Tetovo has become the unofficial capital and centre of a predominantly ethnic Albanian region which extends in an arc from Tetovo to Struga. Over one-third of the city is inhabited by ethnic Macedonians. Tetovo historically had a large Turkish population, forming nearly one-quarter as recently as 1961, though it now makes up under 4% of the city.

South East European University, North Macedonia's third largest university after Skopje and Bitola, is located in Tetovo. Tetovo is also home to the State University of Tetovo.

Name 
In early antiquity, Tetovo was first mentioned as Oaeneum (Ωαινέον in Ancient Greek). The region was referred to as Htetovo in a Serbian Charter. During the Ottoman rule the name of the town was Kalkandelen.

History

Prehistory
There have been archaeological discoveries near Tetovo which date back to the Bronze Age (2200-1200BC). In North Macedonia, the oldest artefact, a Mycenae sword from the Bronze Age, was found outside Tetovo. It is now on show in the Museum of Macedonia in Skopje.

Early antiquity

The early inhabitants of Oaeneum were the Penestae, an Illyrian tribe that controlled the regions of Oaeneum, Draudacum (Gostivar), Uskana (Kicevo), Divra (Debar) and the main outlets towards Styberra (Prilep) in northern Pelagonia. Remote though it was, the territory of the Penestae had strategic importance. It provided one of the few passages from Illyria to Macedonia and Dardania to Macedonia via Oaeneum-Draudacum-Uskana-Styberra. In the period of 800–550 BC, the Dardani broke into Pelagonia via Tetovo and Gostivar and pushed the Phrygian Bridges there into the northern hills. It is probable that they overran Lyncus, Eordaea and Edessa. The Illyrian influence of the region has been noted in the archaeological discovery of a statue of bronzed dancer from the Illyrian period, 6th century BC.

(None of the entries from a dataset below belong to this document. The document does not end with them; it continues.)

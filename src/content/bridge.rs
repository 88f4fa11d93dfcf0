//! Bridge-view synchronization.
//!
//! Some window bodies are not drawn by the shell at all: an external
//! compositor paints them as an overlay and has to be told, out of band,
//! where to draw. The shell owns a placeholder area (the window's content
//! rectangle) and keeps the overlay glued to it: one `show`/`resize` call at
//! rest, one `resize` per frame tick while the window is being dragged, and
//! `hide` on minimize/close.

use std::cell::RefCell;
use std::rc::Rc;

use ratatui::layout::Rect;
use ratatui::style::Style;
use ratatui::text::Line;
use ratatui::widgets::Paragraph;

use crate::geometry::CellRect;
use crate::theme;
use crate::ui::UiFrame;

/// Host channel for externally composited overlays. Calls are fire and
/// forget: no acknowledgment, no error return, and delivery must never be
/// assumed.
pub trait OverlayHost {
    fn show(&mut self, bounds: CellRect);
    fn hide(&mut self);
    fn resize(&mut self, bounds: CellRect);
}

pub type SharedHost = Rc<RefCell<dyn OverlayHost>>;

/// Host that logs every call through `tracing`; wired up with
/// `--overlay log` for diagnosing sync behavior against a real compositor.
#[derive(Debug, Default)]
pub struct LoggingHost;

impl OverlayHost for LoggingHost {
    fn show(&mut self, bounds: CellRect) {
        tracing::debug!(?bounds, "overlay show");
    }

    fn hide(&mut self) {
        tracing::debug!("overlay hide");
    }

    fn resize(&mut self, bounds: CellRect) {
        tracing::trace!(?bounds, "overlay resize");
    }
}

#[derive(Debug, Clone, Copy, PartialEq, Eq)]
pub enum HostCall {
    Show(CellRect),
    Hide,
    Resize(CellRect),
}

/// In-memory host that records every call, used by tests to assert on the
/// exact call sequence.
#[derive(Debug, Default)]
pub struct RecordingHost {
    pub calls: Vec<HostCall>,
}

impl RecordingHost {
    pub fn shared() -> Rc<RefCell<RecordingHost>> {
        Rc::new(RefCell::new(RecordingHost::default()))
    }

    pub fn count(&self, call: fn(&HostCall) -> bool) -> usize {
        self.calls.iter().filter(|c| call(c)).count()
    }
}

impl OverlayHost for RecordingHost {
    fn show(&mut self, bounds: CellRect) {
        self.calls.push(HostCall::Show(bounds));
    }

    fn hide(&mut self) {
        self.calls.push(HostCall::Hide);
    }

    fn resize(&mut self, bounds: CellRect) {
        self.calls.push(HostCall::Resize(bounds));
    }
}

/// Window body backed by an external overlay.
///
/// `shown` gates every outgoing call: once `hide` has been issued (minimize
/// or teardown), no resize can land after it until a fresh `show` recomputes
/// the bounds. That serialization is what prevents a stale-sized flash when
/// a resize and a hide race within the same tick.
pub struct BridgeView {
    host: SharedHost,
    shown: bool,
    torn_down: bool,
}

impl BridgeView {
    pub fn new(host: SharedHost) -> Self {
        Self {
            host,
            shown: false,
            torn_down: false,
        }
    }

    /// First placement, right after the window opens.
    pub fn mounted(&mut self, bounds: CellRect) {
        self.host.borrow_mut().show(bounds);
        self.shown = true;
    }

    /// Per-tick pump. While the owning window is being dragged the overlay
    /// has no way to follow on its own, so bounds are re-reported every
    /// frame; at rest this is a no-op (resyncs go through `resized`).
    pub fn frame(&mut self, bounds: CellRect, dragging: bool) {
        if dragging && self.shown {
            self.host.borrow_mut().resize(bounds);
        }
    }

    /// At-rest resync, e.g. after a window resize or maximize toggle.
    pub fn resized(&mut self, bounds: CellRect) {
        if self.shown {
            self.host.borrow_mut().resize(bounds);
        }
    }

    pub fn minimized(&mut self) {
        if self.shown {
            self.host.borrow_mut().hide();
            self.shown = false;
        }
    }

    /// Restore from minimize. Bounds are recomputed by the caller; stale
    /// bounds from before the minimize are never reused.
    pub fn restored(&mut self, bounds: CellRect) {
        if !self.torn_down {
            self.host.borrow_mut().show(bounds);
            self.shown = true;
        }
    }

    pub fn teardown(&mut self) {
        if self.torn_down {
            return;
        }
        if self.shown {
            self.host.borrow_mut().hide();
            self.shown = false;
        }
        self.torn_down = true;
    }

    pub fn is_shown(&self) -> bool {
        self.shown
    }

    /// The placeholder itself renders only a dim backdrop; the real pixels
    /// come from the external compositor on top of this area.
    pub fn render(&mut self, frame: &mut UiFrame<'_>, area: Rect) {
        if area.width == 0 || area.height == 0 {
            return;
        }
        frame.fill(area, Style::default().bg(theme::window_bg()));
        let label = Paragraph::new(Line::from("overlay content"))
            .style(Style::default().fg(theme::desktop_fg()));
        let y = area.y + area.height / 2;
        frame.render_widget(label, Rect::new(area.x + 1, y, area.width.saturating_sub(2), 1));
    }
}

#[cfg(test)]
mod tests {
    use super::*;

    fn bounds(x: i32) -> CellRect {
        CellRect::new(x, 5, 30, 10)
    }

    #[test]
    fn mounted_then_teardown_issues_show_then_hide_once() {
        let host = RecordingHost::shared();
        let mut view = BridgeView::new(host.clone());
        view.mounted(bounds(0));
        view.teardown();
        view.teardown();
        assert_eq!(
            host.borrow().calls,
            vec![HostCall::Show(bounds(0)), HostCall::Hide]
        );
    }

    #[test]
    fn frame_resizes_only_while_dragging() {
        let host = RecordingHost::shared();
        let mut view = BridgeView::new(host.clone());
        view.mounted(bounds(0));
        view.frame(bounds(1), false);
        view.frame(bounds(2), true);
        view.frame(bounds(3), true);
        let recorded = host.borrow();
        assert_eq!(
            recorded.calls[1..],
            [HostCall::Resize(bounds(2)), HostCall::Resize(bounds(3))]
        );
    }

    #[test]
    fn no_resize_lands_after_hide() {
        let host = RecordingHost::shared();
        let mut view = BridgeView::new(host.clone());
        view.mounted(bounds(0));
        view.minimized();
        // A drag tick arriving in the same frame as the hide must be gated.
        view.frame(bounds(9), true);
        view.resized(bounds(9));
        assert_eq!(
            host.borrow().calls,
            vec![HostCall::Show(bounds(0)), HostCall::Hide]
        );
    }

    #[test]
    fn restore_recomputes_bounds() {
        let host = RecordingHost::shared();
        let mut view = BridgeView::new(host.clone());
        view.mounted(bounds(0));
        view.minimized();
        view.restored(bounds(7));
        assert_eq!(
            host.borrow().calls,
            vec![
                HostCall::Show(bounds(0)),
                HostCall::Hide,
                HostCall::Show(bounds(7)),
            ]
        );
    }

    #[test]
    fn minimize_then_teardown_hides_only_once() {
        let host = RecordingHost::shared();
        let mut view = BridgeView::new(host.clone());
        view.mounted(bounds(0));
        view.minimized();
        view.teardown();
        let hides = host.borrow().count(|c| matches!(c, HostCall::Hide));
        assert_eq!(hides, 1);
    }
}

In 171 BC, Gentius was allied with the Romans against the Macedonians, and together in 170 BC, the Romans led by Appius Claudius were on the verge of victory. However, Gentius in 169 BC changed sides and allied himself with Perseus of Macedon and led his army to a victory over the Romans in Uskana via Oaeneum. In 169 BC, Oaeneum fell into the hands of the Romans again. The Penestae were generally allied with the Romans. After the conquest of Uskana, Perseus marched his army towards Oaeneum. The location of the town was a good one, and in particular there was a pass there to the Labeatae, Gentius' kingdom. One of Perseus' men familiar with the area said there was no point in taking Oaeneum unless he controlled Draudacum.  Perseus took Draudacum with ease. However, when Perseus reached Oaeneum, it could not be taken without a full-scale assault. Its strength lay in having rather more men of military age than other places, in the fortified walls of the town, and in being enclosed on one side be a river and on the other by a mountain which was very high and difficult of access. These factors gave the townspeople some hope of resisting. Perseus invested the town and began constructing a ramp on the upper side of the city; its height would bring him up over the city walls. As soon as the ramp reached the city wall, the assault began and led to Perseus capturing Oaeneum. The town was plundered and the adult males were slaughtered.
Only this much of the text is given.